Ministério Público do estado faz tratativas com a prefeitura para que alimentos voltem a ser entregues às crianças. Ação da Defensoria Pública conseguiu decisões judiciais favoráveis a duas mães, mas elas ainda não conseguiram fórmulas. Prefeitura cita processo licitatório e diz entender ‘preocupação das mães nesse atendimento’. Raweila dos Reis, Uberlande Prazeres e Geovana Gos, Janaina Torres e Edla Conceição são mães que precisam de leites com fórmulas especiais para os filhos
Arquivo Pessoal
Crianças que precisam de leites com fórmula especial para se alimentar estão há nove meses sem receber o produto do Centro de Recuperação Nutricional Infantil (Cernutri) de Boa Vista, e mães voltaram a cobrar a prefeitura. O Ministério Público acompanha a situação e tenta intermediar junto ao município. Em dois casos, a Justiça obrigou que o leite volte a ser fornecido, o que ainda não ocorreu.

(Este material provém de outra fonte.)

//! Forward propagation of window corrections.

use std::sync::Arc;

use tracing::debug;

use crate::geometry::SE3;
use crate::map::Timestamp;
use crate::system::shared_state::SharedState;

/// Outcome of one propagate-and-refresh commit.
#[derive(Debug, Clone)]
pub struct PropagationReport {
    /// `old_end⁻¹ ∘ new_end` of the window's last keyframe.
    pub delta: SE3,
    /// Solved window poses written back.
    pub window_written: usize,
    /// Keyframes after the window rewritten by the delta.
    pub propagated: usize,
}

/// The one place that rewrites poses outside an optimization window.
///
/// Every bulk rewrite goes through `apply_and_propagate`, which takes the
/// three shared locks in the fixed global order (rewrite mutex, tracking
/// mutex, map write lock) so the suffix of history and the live front-end
/// pose always move together.
pub struct Propagator {
    shared: Arc<SharedState>,
}

impl Propagator {
    pub fn new(shared: Arc<SharedState>) -> Self {
        Self { shared }
    }

    /// Write solved window poses into the map, then right-multiply the
    /// end-of-window delta onto every keyframe after the window and onto the
    /// front end's live pose, and bump the cache generation.
    pub fn apply_and_propagate(
        &self,
        solved: &[(Timestamp, SE3)],
        window_end: Timestamp,
    ) -> PropagationReport {
        let _rewrite = self.shared.rewrite_lock();
        let mut tracking = self.shared.tracking.lock();
        let mut map = self.shared.map.write();

        // Delta from the window's last keyframe: old pose⁻¹ ∘ new pose,
        // computed before the write-back.
        let old_end = map.get(window_end).map(|kf| kf.pose);
        let new_end = solved
            .iter()
            .find(|(time, _)| *time == window_end)
            .map(|(_, pose)| *pose);
        let delta = match (old_end, new_end) {
            (Some(old), Some(new)) => old.inverse().compose(&new),
            _ => SE3::identity(),
        };

        let window_written = map.apply_poses(solved);
        let propagated = map.transform_after(window_end, &delta);

        if let Some(state) = tracking.as_mut() {
            state.pose = state.pose.compose(&delta);
        }
        self.shared.tracking.mark_stale();

        debug!(
            "propagated window end {window_end}: {window_written} window poses, {propagated} after"
        );
        PropagationReport {
            delta,
            window_written,
            propagated,
        }
    }
}

#[cfg(test)]
mod tests {
    use super::*;
    use crate::map::Keyframe;
    use nalgebra::{UnitQuaternion, Vector3};

    fn pose(x: f64) -> SE3 {
        SE3::new(UnitQuaternion::identity(), Vector3::new(x, 0.0, 0.0))
    }

    fn shared_with_times(times: &[f64]) -> Arc<SharedState> {
        let shared = SharedState::new();
        {
            let mut map = shared.map.write();
            for &t in times {
                map.insert(Keyframe::new(Timestamp::new(t), pose(t)))
                    .unwrap();
            }
        }
        shared
    }

    #[test]
    fn window_poses_apply_and_suffix_shifts() {
        let shared = shared_with_times(&[1.0, 2.0, 3.0, 4.0, 5.0]);
        let propagator = Propagator::new(shared.clone());

        // the solve moved the window end from x=3 to x=3.5
        let solved = vec![
            (Timestamp::new(2.0), pose(2.1)),
            (Timestamp::new(3.0), pose(3.5)),
        ];
        let report = propagator.apply_and_propagate(&solved, Timestamp::new(3.0));
        assert_eq!(report.window_written, 2);
        assert_eq!(report.propagated, 2);

        let map = shared.map.read();
        let expected_delta = pose(3.0).inverse().compose(&pose(3.5));
        assert_eq!(report.delta, expected_delta);

        // before the window: untouched
        assert_eq!(map.get(Timestamp::new(1.0)).unwrap().pose, pose(1.0));
        // window: solved values
        assert_eq!(map.get(Timestamp::new(2.0)).unwrap().pose, pose(2.1));
        // after the window: right-multiplied
        assert_eq!(
            map.get(Timestamp::new(4.0)).unwrap().pose,
            pose(4.0).compose(&expected_delta)
        );
        assert_eq!(
            map.get(Timestamp::new(5.0)).unwrap().pose,
            pose(5.0).compose(&expected_delta)
        );
    }

    #[test]
    fn live_pose_moves_with_the_window_end() {
        let shared = shared_with_times(&[1.0, 2.0]);
        shared.tracking.publish(Timestamp::new(2.5), pose(2.5));
        let generation = shared.tracking.cache_generation();

        let propagator = Propagator::new(shared.clone());
        let solved = vec![(Timestamp::new(2.0), pose(2.4))];
        let report = propagator.apply_and_propagate(&solved, Timestamp::new(2.0));

        // relative transform between the live pose and the window end is
        // preserved: live' = live ∘ delta
        let live = shared.tracking.snapshot().unwrap();
        assert_eq!(live.pose, pose(2.5).compose(&report.delta));
        assert_eq!(shared.tracking.cache_generation(), generation + 1);
    }

    #[test]
    fn identity_delta_when_window_end_is_unknown() {
        let shared = shared_with_times(&[1.0]);
        let propagator = Propagator::new(shared.clone());
        let report = propagator.apply_and_propagate(&[], Timestamp::new(99.0));
        assert_eq!(report.delta, SE3::identity());
        assert_eq!(report.window_written, 0);
        assert_eq!(shared.map.read().get(Timestamp::new(1.0)).unwrap().pose, pose(1.0));
    }
}
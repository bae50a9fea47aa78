//! Geometric loop-candidate detection.

use nalgebra::Vector3;

use crate::map::{Keyframe, KeyframeMap, Timestamp};

#[derive(Debug, Clone)]
pub struct LoopDetectorConfig {
    /// Planar distance under which a historical keyframe counts as the
    /// same place.
    pub distance_threshold: f64,
    /// Minimum age before a keyframe becomes a candidate; keeps recent
    /// history out of the search.
    pub exclusion_margin: f64,
}

impl Default for LoopDetectorConfig {
    fn default() -> Self {
        Self {
            distance_threshold: 10.0,
            exclusion_margin: 10.0,
        }
    }
}

#[derive(Debug, Clone, Copy, PartialEq)]
pub struct LoopCandidate {
    pub matched_time: Timestamp,
    pub distance: f64,
}

fn planar_distance(a: &Vector3<f64>, b: &Vector3<f64>) -> f64 {
    let dx = a.x - b.x;
    let dy = a.y - b.y;
    (dx * dx + dy * dy).sqrt()
}

/// Find the historical keyframe nearest to `frame` (height ignored),
/// accepting it only when the candidate's chronological neighbors on both
/// sides are themselves within the distance threshold. The shape check
/// rejects spurious proximity where an unrelated part of the trajectory
/// merely crosses the current position.
pub fn detect_candidate(
    map: &KeyframeMap,
    frame: &Keyframe,
    config: &LoopDetectorConfig,
) -> Option<LoopCandidate> {
    let horizon = frame.time.offset(-config.exclusion_margin);
    let position = frame.position();
    let mut best: Option<LoopCandidate> = None;

    for candidate in map.iter().take_while(|kf| kf.time < horizon) {
        let distance = planar_distance(&position, &candidate.position());
        if distance >= config.distance_threshold {
            continue;
        }
        if best.is_some_and(|b| b.distance <= distance) {
            continue;
        }
        let Some(prev) = map.nearest_before(candidate.time) else {
            continue;
        };
        let Some(next) = map.nearest_after(candidate.time) else {
            continue;
        };
        // both neighbors must be historical and at the same place
        if next.time >= horizon {
            continue;
        }
        if planar_distance(&position, &prev.position()) >= config.distance_threshold
            || planar_distance(&position, &next.position()) >= config.distance_threshold
        {
            continue;
        }
        best = Some(LoopCandidate {
            matched_time: candidate.time,
            distance,
        });
    }
    best
}

#[cfg(test)]
mod tests {
    use super::*;
    use crate::geometry::SE3;
    use nalgebra::UnitQuaternion;

    fn keyframe_at(t: f64, x: f64, y: f64) -> Keyframe {
        let pose = SE3::new(UnitQuaternion::identity(), Vector3::new(-x, -y, 0.0));
        Keyframe::new(Timestamp::new(t), pose)
    }

    fn map_of(frames: &[(f64, f64, f64)]) -> KeyframeMap {
        let mut map = KeyframeMap::new();
        for &(t, x, y) in frames {
            map.insert(keyframe_at(t, x, y)).unwrap();
        }
        map
    }

    #[test]
    fn picks_the_nearest_qualifying_candidate() {
        let map = map_of(&[
            (1.0, 0.0, 0.0),
            (2.0, 2.0, 0.0),
            (3.0, 4.0, 0.0),
            (4.0, 6.0, 0.0),
        ]);
        let frame = keyframe_at(20.0, 2.5, 1.0);
        let candidate = detect_candidate(&map, &frame, &LoopDetectorConfig::default()).unwrap();
        assert_eq!(candidate.matched_time, Timestamp::new(2.0));
    }

    #[test]
    fn neighbors_out_of_threshold_disqualify_a_near_candidate() {
        // t=2 passes right by the query, but its neighbors are far away:
        // an unrelated crossing, not a revisit
        let map = map_of(&[(1.0, 50.0, 0.0), (2.0, 1.0, 0.0), (3.0, 50.0, 0.0)]);
        let frame = keyframe_at(20.0, 0.0, 0.0);
        assert_eq!(
            detect_candidate(&map, &frame, &LoopDetectorConfig::default()),
            None
        );
    }

    #[test]
    fn recent_history_is_never_matched() {
        let map = map_of(&[(14.0, 0.0, 0.0), (15.0, 1.0, 0.0), (16.0, 2.0, 0.0)]);
        let frame = keyframe_at(20.0, 1.0, 0.0);
        assert_eq!(
            detect_candidate(&map, &frame, &LoopDetectorConfig::default()),
            None
        );
    }

    #[test]
    fn endpoint_candidates_without_neighbors_are_skipped() {
        // the first keyframe has no predecessor; the next one qualifies
        let map = map_of(&[(1.0, 0.2, 0.0), (2.0, 0.6, 0.0), (3.0, 1.0, 0.0), (4.0, 1.4, 0.0)]);
        let frame = keyframe_at(20.0, 0.0, 0.0);
        let candidate = detect_candidate(&map, &frame, &LoopDetectorConfig::default()).unwrap();
        assert_eq!(candidate.matched_time, Timestamp::new(2.0));
    }
}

Para entender como as mães têm enfrentado a falta de alimento para os filhos de maneira regular desde novembro de 2023, o g1 conversou com cinco mulheres. Juntas, elas relatam a incerteza pela ausência de respostas sobre a previsão para receber novamente a fórmula que, em alguns casos, custa R$ 377 a lata.

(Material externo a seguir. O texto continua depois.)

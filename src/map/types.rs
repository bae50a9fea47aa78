use std::cmp::Ordering;
use std::fmt;

/// Unique identifier for a keyframe, assigned by the map in insertion order.
#[derive(Debug, Clone, Copy, PartialEq, Eq, Hash, PartialOrd, Ord)]
pub struct KeyframeId(pub u64);

impl KeyframeId {
    pub fn new(id: u64) -> Self {
        KeyframeId(id)
    }
}

impl fmt::Display for KeyframeId {
    fn fmt(&self, f: &mut fmt::Formatter<'_>) -> fmt::Result {
        write!(f, "KF{}", self.0)
    }
}

/// Unique identifier for a landmark.
#[derive(Debug, Clone, Copy, PartialEq, Eq, Hash, PartialOrd, Ord)]
pub struct LandmarkId(pub u64);

impl LandmarkId {
    pub fn new(id: u64) -> Self {
        LandmarkId(id)
    }
}

impl fmt::Display for LandmarkId {
    fn fmt(&self, f: &mut fmt::Formatter<'_>) -> fmt::Result {
        write!(f, "LM{}", self.0)
    }
}

/// Keyframe timestamp in seconds. Totally ordered (via `f64::total_cmp`) so
/// it can key the map's ordered containers.
#[derive(Debug, Clone, Copy)]
pub struct Timestamp(pub f64);

impl Timestamp {
    pub const ZERO: Timestamp = Timestamp(0.0);

    pub fn new(seconds: f64) -> Self {
        Timestamp(seconds)
    }

    pub fn seconds(self) -> f64 {
        self.0
    }

    /// This timestamp shifted by `dt` seconds (negative shifts backwards).
    pub fn offset(self, dt: f64) -> Timestamp {
        Timestamp(self.0 + dt)
    }
}

impl PartialEq for Timestamp {
    fn eq(&self, other: &Self) -> bool {
        self.0.total_cmp(&other.0) == Ordering::Equal
    }
}

impl Eq for Timestamp {}

impl PartialOrd for Timestamp {
    fn partial_cmp(&self, other: &Self) -> Option<Ordering> {
        Some(self.cmp(other))
    }
}

impl Ord for Timestamp {
    fn cmp(&self, other: &Self) -> Ordering {
        self.0.total_cmp(&other.0)
    }
}

impl fmt::Display for Timestamp {
    fn fmt(&self, f: &mut fmt::Formatter<'_>) -> fmt::Result {
        write!(f, "{:.6}", self.0)
    }
}
//! Pose-graph optimization: ephemeral problems, window assembly, and the
//! bounded Levenberg-Marquardt solver.

pub mod builder;
pub mod problem;
pub mod solver;

pub use builder::{build_relative_chain, build_scan_window, ChainNode, ScanWindowConfig};
pub use problem::{Loss, PoseGraphProblem};
pub use solver::{solve_pose_graph, SolveReport, SolverConfig};
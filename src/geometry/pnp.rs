use nalgebra::{Matrix2x6, Matrix6, Vector2, Vector3, Vector6};
use rand::Rng;

use crate::geometry::camera::CameraModel;
use crate::geometry::se3::SE3;

/// Configuration for RANSAC pose estimation from 3D-2D correspondences.
#[derive(Debug, Clone)]
pub struct PnpConfig {
    /// Maximum number of RANSAC iterations.
    pub max_iterations: usize,
    /// Reprojection error threshold in pixels for inlier classification.
    pub inlier_threshold_px: f64,
    /// Minimum number of inliers for a pose to be accepted.
    pub min_inliers: usize,
    /// Desired probability of sampling at least one outlier-free set.
    pub probability: f64,
    /// Gauss-Newton iterations for the final refinement on all inliers.
    pub refine_iterations: usize,
}

impl Default for PnpConfig {
    fn default() -> Self {
        Self {
            max_iterations: 100,
            inlier_threshold_px: 8.0,
            min_inliers: 20,
            probability: 0.99,
            refine_iterations: 10,
        }
    }
}

/// Result of a successful PnP estimation.
#[derive(Debug, Clone)]
pub struct PnpResult {
    /// Estimated world→camera pose.
    pub pose: SE3,
    /// Indices of inlier correspondences.
    pub inliers: Vec<usize>,
    /// Mean reprojection error over the inliers, in pixels.
    pub mean_reproj_error: f64,
}

const SAMPLE_SIZE: usize = 4;
const JACOBIAN_EPS: f64 = 1e-6;
const STEP_DAMPING: f64 = 1e-3;

/// Estimate the world→camera pose from 3D landmark / 2D pixel pairs with
/// RANSAC, seeded from a pose prior.
///
/// Minimal sets are refined from the prior with a few damped Gauss-Newton
/// steps, scored by reprojection inliers, and the best hypothesis is refined
/// on its full inlier set. Returns `None` when there are too few
/// correspondences or no hypothesis reaches `min_inliers`.
pub fn solve_pnp_ransac(
    points: &[Vector3<f64>],
    pixels: &[Vector2<f64>],
    camera: &CameraModel,
    prior: &SE3,
    config: &PnpConfig,
) -> Option<PnpResult> {
    let n = points.len().min(pixels.len());
    if n < SAMPLE_SIZE {
        return None;
    }

    let mut rng = rand::thread_rng();
    let mut best_inliers: Vec<usize> = Vec::new();
    let mut best_pose = *prior;
    let mut max_iterations = config.max_iterations;

    let mut iteration = 0;
    while iteration < max_iterations {
        iteration += 1;

        // Sample a minimal set of distinct correspondence indices.
        let mut sample: Vec<usize> = Vec::with_capacity(SAMPLE_SIZE);
        while sample.len() < SAMPLE_SIZE {
            let idx = rng.gen_range(0..n);
            if !sample.contains(&idx) {
                sample.push(idx);
            }
        }

        let hypothesis = refine_pose(points, pixels, &sample, camera, prior, 5);
        let inliers = find_inliers(points, pixels, camera, &hypothesis, config);

        if inliers.len() > best_inliers.len() {
            best_inliers = inliers;
            best_pose = hypothesis;

            // Adapt the iteration bound to the observed inlier ratio.
            let inlier_ratio = best_inliers.len() as f64 / n as f64;
            let outlier_free = inlier_ratio.powi(SAMPLE_SIZE as i32);
            if outlier_free > 1e-12 && outlier_free < 1.0 {
                let needed =
                    (1.0 - config.probability).ln() / (1.0 - outlier_free).ln();
                max_iterations = max_iterations.min(needed.ceil() as usize);
            } else if outlier_free >= 1.0 {
                break;
            }
        }
    }

    if best_inliers.len() < config.min_inliers {
        return None;
    }

    // Final refinement over the full inlier set.
    let refined = refine_pose(
        points,
        pixels,
        &best_inliers,
        camera,
        &best_pose,
        config.refine_iterations,
    );
    let inliers = find_inliers(points, pixels, camera, &refined, config);
    if inliers.len() < config.min_inliers {
        return None;
    }

    let mut total_error = 0.0;
    for &i in &inliers {
        if let Some(residual) = reproj_residual(&refined, &points[i], &pixels[i], camera) {
            total_error += residual.norm();
        }
    }
    let mean_reproj_error = total_error / inliers.len() as f64;

    Some(PnpResult {
        pose: refined,
        inliers,
        mean_reproj_error,
    })
}

/// Reprojection residual of one correspondence, `None` when the point falls
/// behind the camera under the given pose.
fn reproj_residual(
    pose: &SE3,
    point: &Vector3<f64>,
    pixel: &Vector2<f64>,
    camera: &CameraModel,
) -> Option<Vector2<f64>> {
    let projected = camera.project(&pose.transform_point(point))?;
    Some(projected - pixel)
}

fn find_inliers(
    points: &[Vector3<f64>],
    pixels: &[Vector2<f64>],
    camera: &CameraModel,
    pose: &SE3,
    config: &PnpConfig,
) -> Vec<usize> {
    let n = points.len().min(pixels.len());
    (0..n)
        .filter(|&i| {
            reproj_residual(pose, &points[i], &pixels[i], camera)
                .map(|r| r.norm() < config.inlier_threshold_px)
                .unwrap_or(false)
        })
        .collect()
}

/// Damped Gauss-Newton refinement of a pose over the given correspondence
/// subset, with central-difference Jacobians on the local [t, ω] update.
fn refine_pose(
    points: &[Vector3<f64>],
    pixels: &[Vector2<f64>],
    indices: &[usize],
    camera: &CameraModel,
    initial: &SE3,
    iterations: usize,
) -> SE3 {
    let mut pose = *initial;

    for _ in 0..iterations {
        let mut jtj = Matrix6::<f64>::zeros();
        let mut jtr = Vector6::<f64>::zeros();
        let mut valid = 0usize;

        for &i in indices {
            let Some(residual) = reproj_residual(&pose, &points[i], &pixels[i], camera) else {
                continue;
            };

            let mut jacobian = Matrix2x6::<f64>::zeros();
            let mut complete = true;
            for k in 0..6 {
                let mut delta = Vector6::zeros();
                delta[k] = JACOBIAN_EPS;
                let plus = SE3::exp(&delta).compose(&pose);
                delta[k] = -JACOBIAN_EPS;
                let minus = SE3::exp(&delta).compose(&pose);

                let (Some(r_plus), Some(r_minus)) = (
                    reproj_residual(&plus, &points[i], &pixels[i], camera),
                    reproj_residual(&minus, &points[i], &pixels[i], camera),
                ) else {
                    complete = false;
                    break;
                };
                let column = (r_plus - r_minus) / (2.0 * JACOBIAN_EPS);
                jacobian.set_column(k, &column);
            }
            if !complete {
                continue;
            }

            jtj += jacobian.transpose() * jacobian;
            jtr += jacobian.transpose() * residual;
            valid += 1;
        }

        if valid < 3 {
            break;
        }

        let mut damped = jtj;
        for d in 0..6 {
            damped[(d, d)] += STEP_DAMPING * damped[(d, d)].max(1e-6);
        }
        let Some(step) = damped.lu().solve(&(-jtr)) else {
            break;
        };

        pose = SE3::exp(&step).compose(&pose);
        if step.norm() < 1e-10 {
            break;
        }
    }

    pose
}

Parece até que nós não temos voz, não temos vez e que somos insignificantes”.
Em nota ao g1 a prefeitura de Boa Vista informou que “conseguiu avançar no processo licitatório para o fornecimento das fórmulas e está tomando todas as providências para adquirir o material o mais breve possível.” (Leia a nota na íntegra mais abaixo)
“Entendemos a preocupação das mães nesse atendimento. Porém, somos obrigados por lei a cumprir os prazos legais da licitação, que é extensa e rigorosa. Tudo que pode ser feito está sendo feito”, destacou a prefeitura.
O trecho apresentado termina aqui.